Ms Hill said Australians were also in the dark when it comes to their understanding of early detection tests and survival rates.
“There is no early detection test for ovarian cancer. It is staggering that more than half of Australian women incorrectly believe that the pap smear can detect ovarian cancer.
“The misconceptions of ovarian cancer also extend to chances of survival. Only 18 per cent of Australians know that ovarian cancer’s survival rates are dismal and that most women diagnosed will not survive.
“The five-year survival rate of ovarian cancer is 43 per cent, which is well below the average for all cancers,” Ms Hill continued.
The study also revealed that only one-third of Australian women have spoken to family members about their family history of ovarian and breast cancer.
“Up to one in five occurrences of ovarian cancer are attributed to genetics and family history, so don’t put off the conversation,” Ms Hill said.
“There is a link between ovarian and breast cancer owing to the BRCA gene mutations, so make sure you know your family history of both cancers.
“With this information you can talk to your GP about strategies such as surveillance and increased monitoring or preventive measures,” she said.
This Ovarian Cancer Awareness Month, Ovarian Cancer Australia launched its #KnowAskAct campaign.
“For the month of February, we are encouraging all Australians to #KnowAskAct. That is, know the signs and symptoms of ovarian cancer, ask for medical advice if you do have these symptoms, and act to improve the lives of women living with ovarian cancer by donating to Ovarian Cancer Australia or hosting an Afternoon Teal fundraising event,” Ms Hill said. Teal is the international colour for ovarian cancer.
All Australians can show their support for women living with ovarian cancer by purchasing and wearing a teal ribbon, particularly on Teal Ribbon Day, Wednesday 22nd February, 2017. Teal ribbons are available for $2 from Chemmart Pharmacies, Terry White Chemists, or Chemplus stores nationally, as well as from www.ovariancancer.net.au
The four key symptoms of ovarian cancer are:
- Abdominal or pelvic pain;
- Increased abdominal size or persistent abdominal bloating;
- The need to urinate often or urgently; and
- Feeling full after eating a small amount.

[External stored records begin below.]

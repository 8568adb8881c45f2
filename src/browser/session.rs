use std::path::PathBuf;
use std::time::Duration;

use async_trait::async_trait;
use base64::Engine;
use chromiumoxide::browser::{Browser, BrowserConfig};
use chromiumoxide::page::ScreenshotParams;
use chromiumoxide::Page;
use futures::StreamExt;
use tokio::task::JoinHandle;
use tokio::time::sleep;
use tracing::{debug, info, warn};

use crate::config::ExtractorConfig;
use crate::error::ExtractionError;
use crate::traits::BrowserDriver;
use crate::types::FeedMetrics;

use super::scripts;

/// 1クエリ分のブラウザプロセス
pub struct ChromeSession {
    browser: Browser,
    handler: JoinHandle<()>,
    user_data_dir: PathBuf,
    debug: bool,
}

impl ChromeSession {
    /// ブラウザを起動
    pub async fn launch(config: &ExtractorConfig) -> Result<Self, ExtractionError> {
        info!("Launching browser (headless={})...", config.headless);

        // ユニークなユーザーデータディレクトリを生成
        let unique_id = format!(
            "{}-{}",
            std::process::id(),
            std::time::SystemTime::now()
                .duration_since(std::time::UNIX_EPOCH)
                .unwrap_or_default()
                .as_nanos()
        );
        let user_data_dir = std::env::temp_dir().join(format!("maps-extractor-{}", unique_id));

        let mut builder = BrowserConfig::builder()
            .user_data_dir(&user_data_dir)
            .window_size(1280, 800);

        if let Some(chrome_path) = &config.chrome_path {
            builder = builder.chrome_executable(chrome_path);
        }

        if !config.headless {
            builder = builder.with_head();
        }

        builder = builder
            .no_sandbox()
            .request_timeout(config.timeout)
            .arg("--disable-blink-features=AutomationControlled")
            .arg("--disable-dev-shm-usage")
            .arg("--lang=en-US");

        if config.debug {
            builder = builder.arg("--enable-logging=stderr").arg("--v=1");
        }

        let browser_config = builder.build().map_err(ExtractionError::BrowserInit)?;

        let (browser, mut handler) = Browser::launch(browser_config)
            .await
            .map_err(|e| ExtractionError::BrowserInit(e.to_string()))?;

        // ハンドラータスクを起動
        let handler = tokio::spawn(async move {
            while let Some(event) = handler.next().await {
                debug!("Browser event: {:?}", event);
            }
        });

        info!("Browser launched");
        Ok(Self {
            browser,
            handler,
            user_data_dir,
            debug: config.debug,
        })
    }

    /// 猶予時間の後にブラウザを終了
    ///
    /// 終了処理の失敗は結果に影響させない。
    pub async fn shutdown(mut self, grace: Duration) {
        if !grace.is_zero() {
            debug!("Waiting {:?} before closing browser", grace);
            sleep(grace).await;
        }

        info!("Closing browser...");
        if let Err(e) = self.browser.close().await {
            warn!("Failed to close browser: {}", e);
        }
        if let Err(e) = self.browser.wait().await {
            debug!("Failed to wait for browser exit: {}", e);
        }
        self.handler.abort();

        if let Err(e) = std::fs::remove_dir_all(&self.user_data_dir) {
            debug!("Failed to remove user data dir {:?}: {}", self.user_data_dir, e);
        }
        info!("Browser closed");
    }

    async fn evaluate_metrics(
        &self,
        page: &Page,
        script: String,
    ) -> Result<Option<FeedMetrics>, ExtractionError> {
        let json_str = page
            .evaluate(script.as_str())
            .await
            .map_err(|e| ExtractionError::JavaScript(e.to_string()))?
            .into_value::<String>()
            .map_err(|e| ExtractionError::JavaScript(e.to_string()))?;

        serde_json::from_str(&json_str).map_err(|e| ExtractionError::Json(e.to_string()))
    }
}

#[async_trait]
impl BrowserDriver for ChromeSession {
    type Context = Page;

    async fn open_context(&self) -> Result<Page, ExtractionError> {
        self.browser
            .new_page("about:blank")
            .await
            .map_err(|e| ExtractionError::BrowserInit(e.to_string()))
    }

    async fn navigate(&self, page: &Page, url: &str) -> Result<(), ExtractionError> {
        debug!("Navigating to {}", url);
        page.goto(url)
            .await
            .map_err(|e| ExtractionError::Navigation(e.to_string()))?;

        page.wait_for_navigation()
            .await
            .map_err(|e| ExtractionError::Navigation(e.to_string()))?;
        Ok(())
    }

    async fn content(&self, page: &Page) -> Result<String, ExtractionError> {
        page.content()
            .await
            .map_err(|e| ExtractionError::JavaScript(e.to_string()))
    }

    async fn close_context(&self, page: Page) -> Result<(), ExtractionError> {
        page.close()
            .await
            .map_err(|e| ExtractionError::BrowserInit(format!("ページを閉じられません: {}", e)))
    }

    async fn scroll_feed(
        &self,
        page: &Page,
        selector: &str,
        distance: u32,
    ) -> Result<Option<FeedMetrics>, ExtractionError> {
        self.evaluate_metrics(page, scripts::scroll_feed(selector, distance))
            .await
    }

    async fn measure_feed(
        &self,
        page: &Page,
        selector: &str,
    ) -> Result<Option<FeedMetrics>, ExtractionError> {
        self.evaluate_metrics(page, scripts::measure_feed(selector))
            .await
    }

    async fn debug_snapshot(&self, page: &Page) -> Option<String> {
        if !self.debug {
            return None;
        }

        match page
            .screenshot(ScreenshotParams::builder().full_page(true).build())
            .await
        {
            Ok(screenshot) => Some(base64::engine::general_purpose::STANDARD.encode(&screenshot)),
            Err(e) => {
                debug!("Failed to take screenshot: {}", e);
                None
            }
        }
    }
}

#[cfg(test)]
mod tests {
    use super::*;
    use crate::types::SearchQuery;

    #[tokio::test]
    #[ignore] // 実環境テスト用: cargo test chrome_session_live -- --ignored --nocapture
    async fn test_chrome_session_live() {
        tracing_subscriber::fmt()
            .with_env_filter("info,maps_extractor=debug")
            .init();

        let config = ExtractorConfig::from_env();
        let session = ChromeSession::launch(&config)
            .await
            .expect("Failed to launch browser");

        let query = SearchQuery::new("coffee shops jakarta").unwrap();
        let url = query.search_url(&config.base_url).unwrap();

        let page = session.open_context().await.expect("Failed to open page");
        session.navigate(&page, url.as_str()).await.expect("Navigation failed");
        let metrics = session
            .measure_feed(&page, crate::config::FEED_SELECTOR)
            .await
            .expect("Measure failed");
        println!("Feed metrics: {:?}", metrics);

        session.close_context(page).await.expect("Failed to close page");
        session.shutdown(Duration::ZERO).await;
    }
}
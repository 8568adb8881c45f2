//! 抽出結果をCSVファイルに書き出す
//!
//! 各セルからは `,` を取り除いてから二重引用符で囲む（エスケープではなく削除）。
//! ヘッダー行は引用符なし。ファイルは毎回まるごと上書きする。

use std::path::{Path, PathBuf};

use csv::{QuoteStyle, Terminator, WriterBuilder};
use tracing::info;

use crate::error::ExtractionError;
use crate::types::ExtractionResult;

pub const CSV_HEADER: &str = "Name,Website,Category,Address,Phone,GoogleUrl,RatingText";

fn strip_delimiters(value: &str) -> String {
    value.replace(',', "")
}

/// CSVの内容をメモリ上で組み立てる
pub fn render_csv(result: &ExtractionResult) -> Result<Vec<u8>, ExtractionError> {
    let mut buffer = Vec::new();
    buffer.extend_from_slice(CSV_HEADER.as_bytes());
    buffer.push(b'\n');

    let mut writer = WriterBuilder::new()
        .has_headers(false)
        .quote_style(QuoteStyle::Always)
        .terminator(Terminator::Any(b'\n'))
        .from_writer(buffer);

    for record in &result.records {
        writer.write_record(record.cells().iter().map(|cell| strip_delimiters(cell)))?;
    }

    writer
        .into_inner()
        .map_err(|e| ExtractionError::FileIO(e.into_error()))
}

/// `<output_dir>/<slug>.csv` に書き出してパスを返す
pub fn write_csv(result: &ExtractionResult, output_dir: &Path) -> Result<PathBuf, ExtractionError> {
    std::fs::create_dir_all(output_dir)?;

    let path = output_dir.join(result.query.file_name());
    let content = render_csv(result)?;
    std::fs::write(&path, content)?;

    info!(
        "CSV file created: {:?} ({} records)",
        path,
        result.records.len()
    );
    Ok(path)
}
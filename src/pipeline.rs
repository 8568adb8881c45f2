//! 1クエリ分の抽出処理
//!
//! 検索 → スクロール → 収集 → 補完 の順に一方向に進む。

use chrono::Utc;
use tokio_util::sync::CancellationToken;
use tracing::{debug, info, warn};

use crate::config::{ExtractorConfig, FEED_SELECTOR};
use crate::enrich::{Enricher, EnrichmentOutcome};
use crate::error::ExtractionError;
use crate::feed::ScrollDetector;
use crate::harvest::harvest;
use crate::traits::BrowserDriver;
use crate::types::{ExtractionReport, ExtractionResult, ScrollOutcome, SearchQuery};

pub struct Pipeline {
    config: ExtractorConfig,
}

impl Pipeline {
    pub fn new(config: ExtractorConfig) -> Self {
        Self { config }
    }

    /// クエリを実行してレポートを返す（CSVは書き出さない）
    pub async fn run<D: BrowserDriver>(
        &self,
        driver: &D,
        query: &SearchQuery,
        cancel: &CancellationToken,
    ) -> Result<ExtractionReport, ExtractionError> {
        let started_at = Utc::now();
        let search_url = query.search_url(&self.config.base_url)?;
        info!("Starting extraction: query=\"{}\" url={}", query, search_url);

        // 検索ページは読み込み後すぐ閉じる
        let page = driver.open_context().await?;
        let loaded = self.load_feed(driver, &page, search_url.as_str(), cancel).await;
        if let Err(e) = driver.close_context(page).await {
            warn!("Failed to close search page: {}", e);
        }
        let (snapshot, scroll) = loaded?;

        let candidates = harvest(&snapshot, &search_url, &self.config.website_labels);
        drop(snapshot);
        let total = candidates.len();
        info!("Found {} listing candidates", total);

        let outcome = if self.config.enrich_details {
            Enricher::new(driver, &self.config)
                .enrich_all(candidates, cancel)
                .await?
        } else {
            debug!("Detail enrichment disabled, using listing fields");
            EnrichmentOutcome::from_listings(candidates)
        };

        let report = ExtractionReport {
            result: ExtractionResult {
                query: query.clone(),
                records: outcome.records,
            },
            candidates: total,
            missing_detail_url: outcome.missing_detail_url,
            failures: outcome.failures,
            scroll,
            started_at,
            finished_at: Utc::now(),
            csv_path: None,
        };

        info!(
            "Extraction finished: {} records, {} dropped, elapsed={}s",
            report.result.records.len(),
            report.dropped(),
            (report.finished_at - report.started_at).num_seconds()
        );
        Ok(report)
    }

    /// 検索ページを開き、フィードを末尾まで読み込んでHTMLを返す
    async fn load_feed<D: BrowserDriver>(
        &self,
        driver: &D,
        page: &D::Context,
        url: &str,
        cancel: &CancellationToken,
    ) -> Result<(String, ScrollOutcome), ExtractionError> {
        driver.navigate(page, url).await?;

        let detector = ScrollDetector::new(FEED_SELECTOR, &self.config);
        if let Err(e) = detector
            .wait_for_feed(driver, page, self.config.feed_wait, cancel)
            .await
        {
            if let Some(screenshot) = driver.debug_snapshot(page).await {
                debug!("Search page screenshot: data:image/png;base64,{}", screenshot);
            }
            return Err(e);
        }

        let scroll = detector.run(driver, page, cancel).await?;
        let snapshot = driver.content(page).await?;
        debug!("Feed snapshot: {} bytes", snapshot.len());

        Ok((snapshot, scroll))
    }
}
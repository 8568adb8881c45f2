//! スクロール完了後のHTMLから候補を収集

use scraper::{ElementRef, Html, Selector};
use tracing::debug;
use url::Url;

use crate::extract::extract_listing;
use crate::types::ListingCandidate;

/// 詳細ページへのリンクを示すパス
pub const PLACE_PATH: &str = "/maps/place/";

/// `/maps/place/` を含むリンクの親要素を候補として文書順に返す
///
/// 重複は除去しない。該当リンクがなければ空。
pub fn harvest(html: &str, base_url: &Url, website_labels: &[String]) -> Vec<ListingCandidate> {
    let document = Html::parse_document(html);
    let Ok(links) = Selector::parse("a[href]") else {
        return Vec::new();
    };

    let candidates: Vec<ListingCandidate> = document
        .select(&links)
        .filter(|link| {
            link.value()
                .attr("href")
                .is_some_and(|href| href.contains(PLACE_PATH))
        })
        .filter_map(|link| link.parent().and_then(ElementRef::wrap))
        .map(|container| {
            let mut candidate = extract_listing(container, website_labels);
            candidate.detail_url = candidate
                .detail_url
                .map(|href| resolve(base_url, &href));
            candidate
        })
        .collect();

    debug!("Harvested {} candidates", candidates.len());
    candidates
}

/// 相対URLを検索ページ基準で絶対URLにする
fn resolve(base_url: &Url, href: &str) -> String {
    base_url
        .join(href)
        .map(|url| url.to_string())
        .unwrap_or_else(|_| href.to_string())
}
//! in-page で評価するスクリプト
//!
//! 戻り値はすべて `JSON.stringify` した文字列。

/// セレクタ文字列をJSのリテラルに変換
fn js_literal(value: &str) -> String {
    serde_json::to_string(value).unwrap_or_else(|_| "\"\"".to_string())
}

/// 高さを計測してからスクロールする
pub(crate) fn scroll_feed(selector: &str, distance: u32) -> String {
    format!(
        r#"
        (() => {{
            const feed = document.querySelector({selector});
            if (!feed) return JSON.stringify(null);
            const scrollHeight = feed.scrollHeight;
            feed.scrollBy(0, {distance});
            return JSON.stringify({{ scrollHeight }});
        }})()
        "#,
        selector = js_literal(selector),
        distance = distance,
    )
}

/// 高さのみ計測
pub(crate) fn measure_feed(selector: &str) -> String {
    format!(
        r#"
        (() => {{
            const feed = document.querySelector({selector});
            if (!feed) return JSON.stringify(null);
            return JSON.stringify({{ scrollHeight: feed.scrollHeight }});
        }})()
        "#,
        selector = js_literal(selector),
    )
}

About Ovarian Cancer Australia:
Ovarian Cancer Australia is the independent national organisation that takes action for people affected by ovarian cancer. It provides support to women and their families, raises community awareness of ovarian cancer, advocates for improved services for women and promotes and funds research. Ovarian Cancer Australia’s vision is to save lives and ensure that no woman with ovarian cancer walks alone.